Wherever a line of the records contains "AccessPolicy", copy that line.

### Records contained in a dataset
-- Opening Marker --
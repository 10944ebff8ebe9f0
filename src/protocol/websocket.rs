//! WebSocket protocol binding.
//!
//! Messages are JSON text frames:
//!
//! ```text
//! client → {"intent": "chat.send", "data": {...}, "id": 7}
//! server → {"intent": "chat.send.response", "id": 7,
//!           "data": {"success": true, "result": {...}}}
//! server → {"intent": "chat.send.error", "id": 7,
//!           "data": {"success": false, "error": "...", "type": "validation"}}
//! ```
//!
//! `id` is optional and echoed back so clients can match replies, which may
//! arrive out of order.

use std::any::Any;
use std::sync::Arc;

use serde::Deserialize;
use serde_json::{json, Map, Value};

use crate::error::PipelineError;
use crate::intent::ExplicitResolver;
use crate::model::{ExecutionContext, NormalizedRequest, RawInput, RawOutput, Scheme};
use crate::protocol::{Normalizer, Outcome, OutputBuilder, Protocol};

/// One text frame received on a session.
#[derive(Debug, Clone)]
pub struct WsInput {
    pub session: String,
    pub text: String,
}

impl WsInput {
    pub fn new(session: impl Into<String>, text: impl Into<String>) -> Self {
        Self {
            session: session.into(),
            text: text.into(),
        }
    }

    /// Best-effort read of the envelope, used when rendering replies.
    fn envelope(&self) -> Option<Envelope> {
        serde_json::from_str(&self.text).ok()
    }
}

impl RawInput for WsInput {
    fn scheme(&self) -> Scheme {
        Scheme::WEBSOCKET
    }

    fn native_reference(&self) -> &dyn Any {
        self
    }

    fn body(&self) -> &[u8] {
        self.text.as_bytes()
    }

    fn source(&self) -> &str {
        &self.session
    }
}

#[derive(Debug, Deserialize)]
struct Envelope {
    intent: Option<String>,
    #[serde(default)]
    data: Value,
    #[serde(default)]
    id: Value,
}

/// A text frame to send back.
#[derive(Debug, Clone, PartialEq, Eq)]
pub struct WsOutput {
    pub status: u16,
    pub text: String,
}

impl WsOutput {
    pub fn internal_error() -> Self {
        Self {
            status: 500,
            text: json!({
                "intent": "error",
                "data": {"success": false, "error": "Internal server error", "type": "handler_execution"},
            })
            .to_string(),
        }
    }
}

impl RawOutput for WsOutput {
    fn content(&self) -> &[u8] {
        self.text.as_bytes()
    }

    fn status_code(&self) -> u16 {
        self.status
    }
}

#[derive(Debug, Clone, Copy, Default)]
pub struct WsNormalizer;

impl Normalizer<WsInput> for WsNormalizer {
    fn normalize(&self, input: &Arc<WsInput>) -> Result<NormalizedRequest, PipelineError> {
        let envelope: Envelope = serde_json::from_str(&input.text)
            .map_err(|e| PipelineError::MalformedInput(format!("invalid message: {e}")))?;

        let intent = envelope
            .intent
            .filter(|i| !i.trim().is_empty())
            .ok_or_else(|| PipelineError::MalformedInput("message has no intent".to_string()))?;

        let body = match envelope.data {
            Value::Null => Vec::new(),
            data => serde_json::to_vec(&data)
                .map_err(|e| PipelineError::MalformedInput(e.to_string()))?,
        };

        let origin: Arc<dyn RawInput> = input.clone();
        Ok(NormalizedRequest::builder(origin)
            .method("MESSAGE")
            .path(intent)
            .body(body)
            .build())
    }
}

#[derive(Debug, Clone, Copy, Default)]
pub struct WsOutputBuilder;

impl OutputBuilder<WsOutput> for WsOutputBuilder {
    fn build(&self, ctx: &ExecutionContext, outcome: Outcome) -> WsOutput {
        let envelope = ctx
            .input()
            .native_reference()
            .downcast_ref::<WsInput>()
            .and_then(WsInput::envelope);

        let intent = ctx
            .intent()
            .map(|k| k.to_string())
            .or_else(|| envelope.as_ref().and_then(|e| e.intent.clone()))
            .unwrap_or_else(|| "error".to_string());

        let (status, reply, data) = match outcome {
            Outcome::Success(result) => (
                200,
                format!("{intent}.response"),
                json!({"success": true, "result": result}),
            ),
            Outcome::Failure(err) => {
                let mut data = Map::new();
                data.insert("success".into(), Value::Bool(false));
                data.insert("error".into(), Value::String(err.public_message()));
                data.insert("type".into(), Value::String(err.kind().as_str().to_string()));
                if let Some(fields) = err.fields() {
                    data.insert("fields".into(), json!(fields));
                }
                (err.status_code(), format!("{intent}.error"), Value::Object(data))
            }
        };

        let mut message = json!({
            "intent": reply,
            "data": data,
            "trace_id": ctx.trace_id().to_string(),
        });
        if let Some(id) = envelope.map(|e| e.id).filter(|id| !id.is_null()) {
            message["id"] = id;
        }

        WsOutput {
            status,
            text: message.to_string(),
        }
    }
}

/// WebSocket with intents named by the client.
pub fn websocket_protocol() -> Protocol<WsInput, WsOutput> {
    Protocol::new(Scheme::WEBSOCKET, WsNormalizer, ExplicitResolver::new(), WsOutputBuilder)
}
//! Aggregator: wires protocols, foyers, handlers and sentinels into a running system.
//!
//! # Data Flow
//! ```text
//! Idle:
//!     register_protocol(Protocol, Foyer)
//!     register_handler(pattern, Handler)
//!     register_sentinel(SentinelRegistration)
//!
//! start():
//!     freeze registries → StageExecutors → Rendezvous per protocol → open foyers
//!
//! stop():
//!     close foyers → drain stage executors
//! ```
//!
//! # Design Decisions
//! - No global singletons: registries and the collector live here and are
//!   shared into every rendezvous through `Arc`
//! - Registries are read-only once started; later registration is an error
//! - A partial start is rolled back: foyers already opened are closed

mod binding;

use std::net::SocketAddr;
use std::sync::{Arc, OnceLock};
use std::time::Duration;

use serde::Serialize;

use crate::config::{HorizonConfig, StagesConfig};
use crate::foyer::{Foyer, FoyerError};
use crate::model::Scheme;
use crate::observability::Collector;
use crate::protocol::Protocol;
use crate::registry::{AccessPolicy, Handler, HandlerRegistry, RegistryError};
use crate::sentinel::{
    ProtocolGuardSentinel, SentinelRegistration, SentinelRegistry, TraceHeaderSentinel,
};
use crate::stage::{ExecutorError, StageExecutors, StagesStats};

use binding::{Assembly, Binding, ProtocolBinding};

/// Error type for aggregator operations.
#[derive(Debug, thiserror::Error)]
pub enum AggregatorError {
    #[error("aggregator already started")]
    AlreadyStarted,

    #[error("aggregator is not running")]
    NotRunning,

    #[error("protocol '{0}' is already registered")]
    DuplicateProtocol(Scheme),

    #[error("protocol scheme '{protocol}' does not match foyer scheme '{foyer}'")]
    SchemeMismatch { protocol: Scheme, foyer: Scheme },

    #[error(transparent)]
    Registry(#[from] RegistryError),

    #[error("failed to start stage executors: {0}")]
    Executor(#[from] ExecutorError),

    #[error("failed to open {scheme} foyer: {source}")]
    Foyer {
        scheme: Scheme,
        #[source]
        source: FoyerError,
    },
}

/// Lifecycle state.
#[derive(Debug, Clone, Copy, PartialEq, Eq, Serialize)]
#[serde(rename_all = "lowercase")]
pub enum AggregatorState {
    Idle,
    Running,
    Stopped,
}

#[derive(Debug, Clone, Default, Serialize)]
struct CatalogSnapshot {
    intents: Vec<String>,
    protocols: Vec<String>,
}

/// Read-only view of what was registered, filled in by `start()`.
///
/// Handed to handlers (e.g. `system.intents`) at registration time, before
/// the final set of intents is known.
#[derive(Debug, Clone, Default)]
pub struct IntentCatalog {
    inner: Arc<OnceLock<CatalogSnapshot>>,
}

impl IntentCatalog {
    /// Registered intent patterns, sorted. Empty before start.
    pub fn intents(&self) -> &[String] {
        self.inner.get().map(|c| c.intents.as_slice()).unwrap_or(&[])
    }

    /// Registered protocol schemes in registration order. Empty before start.
    pub fn protocols(&self) -> &[String] {
        self.inner.get().map(|c| c.protocols.as_slice()).unwrap_or(&[])
    }

    pub fn is_frozen(&self) -> bool {
        self.inner.get().is_some()
    }

    fn freeze(&self, snapshot: CatalogSnapshot) {
        // Only the first start sets it.
        let _ = self.inner.set(snapshot);
    }
}

/// Owns registries, collector and foyers for the process.
pub struct Aggregator {
    stages_config: StagesConfig,
    handlers: Arc<HandlerRegistry>,
    sentinels: SentinelRegistry,
    collector: Arc<dyn Collector>,
    bindings: Vec<Box<dyn Binding>>,
    catalog: IntentCatalog,
    stages: Option<Arc<StageExecutors>>,
    state: AggregatorState,
}

impl Aggregator {
    pub fn new(stages_config: StagesConfig, collector: Arc<dyn Collector>) -> Self {
        Self {
            stages_config,
            handlers: Arc::new(HandlerRegistry::new()),
            sentinels: SentinelRegistry::new(),
            collector,
            bindings: Vec::new(),
            catalog: IntentCatalog::default(),
            stages: None,
            state: AggregatorState::Idle,
        }
    }

    /// Aggregator with the built-in sentinels configured from `config`.
    pub fn from_config(config: &HorizonConfig, collector: Arc<dyn Collector>) -> Self {
        let mut aggregator = Self::new(config.stages.clone(), collector);
        aggregator
            .sentinels
            .register(SentinelRegistration::outbound(TraceHeaderSentinel).order(i32::MAX));
        if config.limits.max_body_bytes > 0 {
            aggregator.sentinels.register(
                SentinelRegistration::inbound(ProtocolGuardSentinel::new(
                    config.limits.max_body_bytes,
                ))
                .order(i32::MIN),
            );
        }
        aggregator
    }

    fn ensure_idle(&self) -> Result<(), AggregatorError> {
        match self.state {
            AggregatorState::Idle => Ok(()),
            _ => Err(AggregatorError::AlreadyStarted),
        }
    }

    fn handlers_mut(&mut self) -> Result<&mut HandlerRegistry, AggregatorError> {
        self.ensure_idle()?;
        Arc::get_mut(&mut self.handlers).ok_or(AggregatorError::AlreadyStarted)
    }

    /// Attach a foyer serving `protocol`. One foyer per scheme.
    pub fn register_protocol<F: Foyer>(
        &mut self,
        protocol: Protocol<F::Input, F::Output>,
        foyer: F,
    ) -> Result<(), AggregatorError> {
        self.ensure_idle()?;

        let scheme = protocol.scheme().clone();
        if foyer.scheme() != scheme {
            return Err(AggregatorError::SchemeMismatch {
                protocol: scheme,
                foyer: foyer.scheme(),
            });
        }
        if self.bindings.iter().any(|b| b.scheme() == scheme) {
            return Err(AggregatorError::DuplicateProtocol(scheme));
        }

        tracing::debug!(scheme = %scheme, "Protocol registered");
        self.bindings
            .push(Box::new(ProtocolBinding::new(protocol, foyer)));
        Ok(())
    }

    pub fn register_handler<H: Handler>(
        &mut self,
        pattern: &str,
        handler: H,
    ) -> Result<(), AggregatorError> {
        self.handlers_mut()?.register(pattern, handler)?;
        Ok(())
    }

    pub fn register_handler_with_access<H: Handler>(
        &mut self,
        pattern: &str,
        handler: H,
        access: AccessPolicy,
    ) -> Result<(), AggregatorError> {
        self.handlers_mut()?
            .register_with_access(pattern, handler, access)?;
        Ok(())
    }

    /// Register one handler instance under several patterns.
    pub fn register_shared_handler(
        &mut self,
        pattern: &str,
        handler: Arc<dyn Handler>,
        access: Option<AccessPolicy>,
    ) -> Result<(), AggregatorError> {
        self.handlers_mut()?
            .register_shared(pattern, handler, access)?;
        Ok(())
    }

    pub fn register_sentinel(
        &mut self,
        registration: SentinelRegistration,
    ) -> Result<(), AggregatorError> {
        self.ensure_idle()?;
        self.sentinels.register(registration);
        Ok(())
    }

    /// Freeze registries, build the stage executors and open every foyer.
    ///
    /// Must be called inside a tokio runtime. On failure the foyers already
    /// opened are closed and the aggregator ends up `Stopped`.
    pub async fn start(&mut self) -> Result<(), AggregatorError> {
        self.ensure_idle()?;

        let stages = Arc::new(StageExecutors::new(&self.stages_config)?);
        self.catalog.freeze(CatalogSnapshot {
            intents: self.handlers.keys(),
            protocols: self.bindings.iter().map(|b| b.scheme().to_string()).collect(),
        });

        let assembly = Assembly {
            handlers: Arc::clone(&self.handlers),
            sentinels: &self.sentinels,
            stages: Arc::clone(&stages),
            collector: Arc::clone(&self.collector),
            preprocess_on_pool: self.stages_config.preprocess_on_pool,
            deadline: self.stages_config.handler_deadline_ms.map(Duration::from_millis),
        };

        let mut failure = None;
        for binding in self.bindings.iter_mut() {
            if let Err(source) = binding.open(&assembly) {
                failure = Some(AggregatorError::Foyer {
                    scheme: binding.scheme(),
                    source,
                });
                break;
            }
        }
        drop(assembly);

        if let Some(err) = failure {
            tracing::error!(error = %err, "Start failed, closing opened foyers");
            self.close_foyers().await;
            drain(stages).await;
            self.state = AggregatorState::Stopped;
            return Err(err);
        }

        tracing::info!(
            protocols = self.bindings.len(),
            intents = self.handlers.len(),
            sentinels = self.sentinels.len(),
            "Aggregator started"
        );
        self.stages = Some(stages);
        self.state = AggregatorState::Running;
        Ok(())
    }

    /// Close every foyer, then drain the stage executors.
    pub async fn stop(&mut self) -> Result<(), AggregatorError> {
        if self.state != AggregatorState::Running {
            return Err(AggregatorError::NotRunning);
        }

        tracing::info!("Aggregator stopping");
        self.close_foyers().await;
        if let Some(stages) = self.stages.take() {
            drain(stages).await;
        }
        self.state = AggregatorState::Stopped;
        tracing::info!("Aggregator stopped");
        Ok(())
    }

    async fn close_foyers(&mut self) {
        for binding in self.bindings.iter_mut().filter(|b| b.is_open()) {
            let scheme = binding.scheme();
            if let Err(e) = binding.close().await {
                tracing::warn!(scheme = %scheme, error = %e, "Failed to close foyer");
            }
        }
    }

    pub fn state(&self) -> AggregatorState {
        self.state
    }

    /// Address the foyer for `scheme` is bound to, once running.
    pub fn local_addr(&self, scheme: &Scheme) -> Option<SocketAddr> {
        self.bindings
            .iter()
            .find(|b| b.scheme() == *scheme)
            .and_then(|b| b.local_addr())
    }

    /// Registered intent patterns, sorted.
    pub fn intents(&self) -> Vec<String> {
        self.handlers.keys()
    }

    pub fn catalog(&self) -> IntentCatalog {
        self.catalog.clone()
    }

    /// Per-stage counters while running.
    pub fn stage_stats(&self) -> Option<StagesStats> {
        self.stages.as_ref().map(|s| s.stats())
    }
}

impl std::fmt::Debug for Aggregator {
    fn fmt(&self, f: &mut std::fmt::Formatter<'_>) -> std::fmt::Result {
        f.debug_struct("Aggregator")
            .field("state", &self.state)
            .field("protocols", &self.bindings.len())
            .field("intents", &self.handlers.len())
            .field("sentinels", &self.sentinels.len())
            .finish()
    }
}

/// Join stage workers without blocking a runtime thread.
async fn drain(stages: Arc<StageExecutors>) {
    if let Err(e) = tokio::task::spawn_blocking(move || stages.shutdown_and_join()).await {
        tracing::warn!(error = %e, "Stage drain task failed");
    }
}
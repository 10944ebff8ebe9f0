//! Observability subsystem.
//!
//! # Data Flow
//! ```text
//! Rendezvous (per finished request)
//!     → RequestEvent
//!     → central stage
//!     → Collector (injected)
//!         → MetricsCollector  → metrics facade → Prometheus exporter
//!         → InMemoryCollector → system.metrics intent
//!
//! All subsystems:
//!     → tracing events (structured fields, trace_id span per request)
//! ```
//!
//! # Design Decisions
//! - Trace ID flows through all stages via the request span
//! - Metrics are cheap (atomic increments)
//! - Exporter and subscriber are installed by the binary only

pub mod collector;
pub mod logging;
pub mod metrics;

pub use collector::{
    Collector, CollectorSnapshot, FanoutCollector, InMemoryCollector, IntentStats,
    MetricsCollector, NoopCollector, RequestEvent, SUCCESS,
};
pub use logging::{init_logging, DEFAULT_FILTER};
pub use metrics::{init_metrics, record_request};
-- Closing Marker --
### EXPECTED ANSWER
use crate::registry::{AccessPolicy, Handler, HandlerRegistry, RegistryError};
        access: AccessPolicy,
        access: Option<AccessPolicy>,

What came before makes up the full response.